## What you have to do
The word "start" marks the lines you need; copy each of them from the data.

## Information shown
* * * * * * * * *
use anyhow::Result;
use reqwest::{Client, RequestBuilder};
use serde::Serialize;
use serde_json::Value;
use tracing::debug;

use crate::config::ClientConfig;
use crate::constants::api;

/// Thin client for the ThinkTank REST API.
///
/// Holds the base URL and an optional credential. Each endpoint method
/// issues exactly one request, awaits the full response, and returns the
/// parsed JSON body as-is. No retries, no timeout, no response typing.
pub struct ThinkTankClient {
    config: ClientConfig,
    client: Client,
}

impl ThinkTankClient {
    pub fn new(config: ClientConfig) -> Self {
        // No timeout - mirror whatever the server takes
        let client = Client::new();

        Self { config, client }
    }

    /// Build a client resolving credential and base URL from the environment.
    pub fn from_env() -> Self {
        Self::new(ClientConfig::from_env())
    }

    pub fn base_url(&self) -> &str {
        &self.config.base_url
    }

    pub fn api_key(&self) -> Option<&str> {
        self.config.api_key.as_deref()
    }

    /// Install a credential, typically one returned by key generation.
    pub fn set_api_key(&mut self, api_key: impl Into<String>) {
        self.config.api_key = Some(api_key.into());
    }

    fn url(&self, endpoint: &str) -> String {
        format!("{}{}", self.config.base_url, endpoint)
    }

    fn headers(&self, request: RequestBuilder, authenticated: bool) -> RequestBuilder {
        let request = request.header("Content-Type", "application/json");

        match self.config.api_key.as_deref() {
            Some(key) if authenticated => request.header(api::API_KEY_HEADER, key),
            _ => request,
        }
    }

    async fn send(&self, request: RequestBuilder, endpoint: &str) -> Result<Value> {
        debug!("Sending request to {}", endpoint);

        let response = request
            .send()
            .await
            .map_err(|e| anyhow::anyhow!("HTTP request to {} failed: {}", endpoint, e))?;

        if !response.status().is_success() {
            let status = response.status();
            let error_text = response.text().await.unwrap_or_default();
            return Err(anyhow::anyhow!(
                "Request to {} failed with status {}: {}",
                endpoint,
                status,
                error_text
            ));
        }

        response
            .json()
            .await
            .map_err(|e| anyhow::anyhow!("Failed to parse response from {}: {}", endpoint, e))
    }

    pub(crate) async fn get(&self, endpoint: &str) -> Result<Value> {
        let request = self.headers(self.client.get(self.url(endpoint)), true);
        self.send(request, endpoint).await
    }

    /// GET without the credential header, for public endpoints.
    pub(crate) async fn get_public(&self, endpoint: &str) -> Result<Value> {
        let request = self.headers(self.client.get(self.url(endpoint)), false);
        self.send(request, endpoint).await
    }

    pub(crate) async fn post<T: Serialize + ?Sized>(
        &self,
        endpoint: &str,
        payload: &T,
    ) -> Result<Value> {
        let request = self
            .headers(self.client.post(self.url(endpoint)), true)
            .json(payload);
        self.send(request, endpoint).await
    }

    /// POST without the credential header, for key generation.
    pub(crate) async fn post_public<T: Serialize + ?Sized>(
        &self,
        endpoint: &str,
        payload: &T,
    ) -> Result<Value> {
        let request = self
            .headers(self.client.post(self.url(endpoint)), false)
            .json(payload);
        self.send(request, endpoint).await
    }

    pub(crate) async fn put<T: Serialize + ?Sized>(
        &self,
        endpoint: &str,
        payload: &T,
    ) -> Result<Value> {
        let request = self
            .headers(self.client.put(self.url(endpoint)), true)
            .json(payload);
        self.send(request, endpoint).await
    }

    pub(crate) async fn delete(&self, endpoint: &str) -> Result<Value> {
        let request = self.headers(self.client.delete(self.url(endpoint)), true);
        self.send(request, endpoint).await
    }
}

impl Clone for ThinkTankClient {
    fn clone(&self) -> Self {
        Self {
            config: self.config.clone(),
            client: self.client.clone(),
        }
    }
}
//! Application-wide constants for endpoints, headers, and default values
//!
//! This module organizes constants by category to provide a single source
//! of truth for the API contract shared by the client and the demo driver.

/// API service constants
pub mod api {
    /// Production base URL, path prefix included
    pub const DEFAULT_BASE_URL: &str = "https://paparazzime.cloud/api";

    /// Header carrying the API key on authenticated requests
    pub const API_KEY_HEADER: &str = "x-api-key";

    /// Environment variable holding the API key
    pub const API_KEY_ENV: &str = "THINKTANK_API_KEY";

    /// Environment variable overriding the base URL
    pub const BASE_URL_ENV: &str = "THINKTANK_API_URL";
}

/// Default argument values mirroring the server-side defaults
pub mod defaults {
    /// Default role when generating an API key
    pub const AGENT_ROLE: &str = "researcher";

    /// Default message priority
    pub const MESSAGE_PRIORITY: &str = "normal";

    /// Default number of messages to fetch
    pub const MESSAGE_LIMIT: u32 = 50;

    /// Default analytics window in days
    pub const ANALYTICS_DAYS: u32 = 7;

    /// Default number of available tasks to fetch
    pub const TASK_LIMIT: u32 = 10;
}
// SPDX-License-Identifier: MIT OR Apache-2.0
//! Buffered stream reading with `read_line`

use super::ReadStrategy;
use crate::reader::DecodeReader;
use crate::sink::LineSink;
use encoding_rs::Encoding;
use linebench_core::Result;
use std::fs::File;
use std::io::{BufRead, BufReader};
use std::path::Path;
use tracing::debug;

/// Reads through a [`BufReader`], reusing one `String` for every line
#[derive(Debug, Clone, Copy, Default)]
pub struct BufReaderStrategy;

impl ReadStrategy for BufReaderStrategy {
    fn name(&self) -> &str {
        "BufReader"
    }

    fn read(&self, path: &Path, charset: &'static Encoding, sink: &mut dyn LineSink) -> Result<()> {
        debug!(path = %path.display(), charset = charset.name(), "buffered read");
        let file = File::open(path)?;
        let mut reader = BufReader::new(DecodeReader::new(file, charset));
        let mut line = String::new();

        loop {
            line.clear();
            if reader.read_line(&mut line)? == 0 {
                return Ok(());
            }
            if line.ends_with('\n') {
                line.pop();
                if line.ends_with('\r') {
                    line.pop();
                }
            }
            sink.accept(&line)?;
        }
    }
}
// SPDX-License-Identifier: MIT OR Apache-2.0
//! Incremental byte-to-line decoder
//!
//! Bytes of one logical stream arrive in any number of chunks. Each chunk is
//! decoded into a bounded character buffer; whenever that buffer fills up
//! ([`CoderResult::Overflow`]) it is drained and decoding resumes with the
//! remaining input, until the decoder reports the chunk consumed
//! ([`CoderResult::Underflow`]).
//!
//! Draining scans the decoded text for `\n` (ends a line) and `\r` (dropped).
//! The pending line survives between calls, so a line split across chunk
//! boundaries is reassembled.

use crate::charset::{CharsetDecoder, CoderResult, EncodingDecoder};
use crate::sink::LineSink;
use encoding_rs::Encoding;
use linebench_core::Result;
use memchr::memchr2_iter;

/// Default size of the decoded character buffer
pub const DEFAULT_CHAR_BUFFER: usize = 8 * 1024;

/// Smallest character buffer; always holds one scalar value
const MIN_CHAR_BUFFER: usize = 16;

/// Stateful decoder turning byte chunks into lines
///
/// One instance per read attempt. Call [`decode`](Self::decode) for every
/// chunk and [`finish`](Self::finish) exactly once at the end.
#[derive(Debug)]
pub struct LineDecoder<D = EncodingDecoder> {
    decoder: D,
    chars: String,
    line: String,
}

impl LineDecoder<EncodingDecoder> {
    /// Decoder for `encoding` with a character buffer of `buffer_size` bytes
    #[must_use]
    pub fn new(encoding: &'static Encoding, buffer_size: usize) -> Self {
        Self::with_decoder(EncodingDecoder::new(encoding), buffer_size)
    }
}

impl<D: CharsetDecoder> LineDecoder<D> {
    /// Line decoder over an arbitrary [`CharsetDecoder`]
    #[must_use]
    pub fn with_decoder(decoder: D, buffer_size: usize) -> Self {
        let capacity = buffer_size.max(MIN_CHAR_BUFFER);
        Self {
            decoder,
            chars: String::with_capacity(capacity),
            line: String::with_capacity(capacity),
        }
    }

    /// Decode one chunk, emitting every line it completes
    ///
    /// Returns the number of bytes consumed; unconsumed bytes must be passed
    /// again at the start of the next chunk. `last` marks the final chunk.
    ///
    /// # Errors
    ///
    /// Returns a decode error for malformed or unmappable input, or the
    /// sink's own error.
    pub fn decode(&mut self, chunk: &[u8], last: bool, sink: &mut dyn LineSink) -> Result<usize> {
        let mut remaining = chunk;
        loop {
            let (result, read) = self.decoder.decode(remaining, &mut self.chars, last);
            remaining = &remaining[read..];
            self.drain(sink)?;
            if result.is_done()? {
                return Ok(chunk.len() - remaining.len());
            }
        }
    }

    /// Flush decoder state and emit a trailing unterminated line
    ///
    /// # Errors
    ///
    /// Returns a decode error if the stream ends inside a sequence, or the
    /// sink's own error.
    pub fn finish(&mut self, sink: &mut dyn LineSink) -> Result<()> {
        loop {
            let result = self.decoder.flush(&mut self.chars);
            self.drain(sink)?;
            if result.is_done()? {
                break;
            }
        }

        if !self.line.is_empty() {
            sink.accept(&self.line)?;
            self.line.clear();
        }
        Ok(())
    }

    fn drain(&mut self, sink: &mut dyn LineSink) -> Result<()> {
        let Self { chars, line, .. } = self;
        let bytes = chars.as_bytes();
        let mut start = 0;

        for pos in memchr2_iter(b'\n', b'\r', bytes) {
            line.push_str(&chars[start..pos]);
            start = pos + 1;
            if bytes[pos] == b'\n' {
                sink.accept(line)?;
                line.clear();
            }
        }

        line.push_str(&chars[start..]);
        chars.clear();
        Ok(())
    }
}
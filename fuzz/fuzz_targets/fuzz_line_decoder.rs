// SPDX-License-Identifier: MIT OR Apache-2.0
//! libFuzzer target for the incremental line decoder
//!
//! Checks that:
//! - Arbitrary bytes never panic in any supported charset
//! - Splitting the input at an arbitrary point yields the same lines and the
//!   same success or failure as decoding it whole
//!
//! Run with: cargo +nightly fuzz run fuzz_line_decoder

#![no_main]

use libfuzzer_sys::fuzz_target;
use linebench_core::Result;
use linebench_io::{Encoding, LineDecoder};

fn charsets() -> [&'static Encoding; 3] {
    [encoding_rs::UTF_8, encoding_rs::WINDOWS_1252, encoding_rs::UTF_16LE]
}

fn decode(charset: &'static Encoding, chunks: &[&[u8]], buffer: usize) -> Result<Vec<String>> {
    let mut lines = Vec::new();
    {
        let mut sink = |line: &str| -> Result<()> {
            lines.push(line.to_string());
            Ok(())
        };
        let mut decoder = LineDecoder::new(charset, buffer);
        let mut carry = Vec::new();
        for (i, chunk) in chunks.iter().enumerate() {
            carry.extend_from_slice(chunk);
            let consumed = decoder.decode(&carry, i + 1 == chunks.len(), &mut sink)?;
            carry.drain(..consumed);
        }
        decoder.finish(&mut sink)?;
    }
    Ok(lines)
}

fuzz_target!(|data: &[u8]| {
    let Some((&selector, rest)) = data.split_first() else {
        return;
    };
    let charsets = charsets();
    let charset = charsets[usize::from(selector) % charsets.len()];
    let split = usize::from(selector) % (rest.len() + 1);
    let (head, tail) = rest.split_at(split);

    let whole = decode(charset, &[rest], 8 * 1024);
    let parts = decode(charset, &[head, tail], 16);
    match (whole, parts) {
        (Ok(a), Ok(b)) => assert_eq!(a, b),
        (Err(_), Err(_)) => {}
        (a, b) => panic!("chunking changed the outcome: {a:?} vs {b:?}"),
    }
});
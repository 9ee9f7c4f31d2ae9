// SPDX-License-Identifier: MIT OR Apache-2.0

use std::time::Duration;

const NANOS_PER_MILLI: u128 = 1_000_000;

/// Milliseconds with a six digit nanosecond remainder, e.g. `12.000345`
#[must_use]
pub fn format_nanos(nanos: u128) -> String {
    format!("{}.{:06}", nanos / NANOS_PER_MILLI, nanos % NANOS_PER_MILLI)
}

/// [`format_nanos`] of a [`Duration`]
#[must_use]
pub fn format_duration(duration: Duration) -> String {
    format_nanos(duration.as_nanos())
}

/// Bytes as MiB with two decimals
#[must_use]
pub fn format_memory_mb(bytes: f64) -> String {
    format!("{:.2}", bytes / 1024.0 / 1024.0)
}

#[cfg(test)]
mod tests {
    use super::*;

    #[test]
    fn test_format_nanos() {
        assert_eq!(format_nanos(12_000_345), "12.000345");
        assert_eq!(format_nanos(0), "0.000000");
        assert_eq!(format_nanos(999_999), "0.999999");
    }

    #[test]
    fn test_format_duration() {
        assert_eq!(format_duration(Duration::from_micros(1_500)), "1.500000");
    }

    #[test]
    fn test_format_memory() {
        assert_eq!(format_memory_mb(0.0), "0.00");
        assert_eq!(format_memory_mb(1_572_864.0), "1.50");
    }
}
* * * * * * * * *
## Solution to the problem
    /// again at the start of the next chunk. `last` marks the final chunk.
        let mut start = 0;
            line.push_str(&chars[start..pos]);
            start = pos + 1;
        line.push_str(&chars[start..]);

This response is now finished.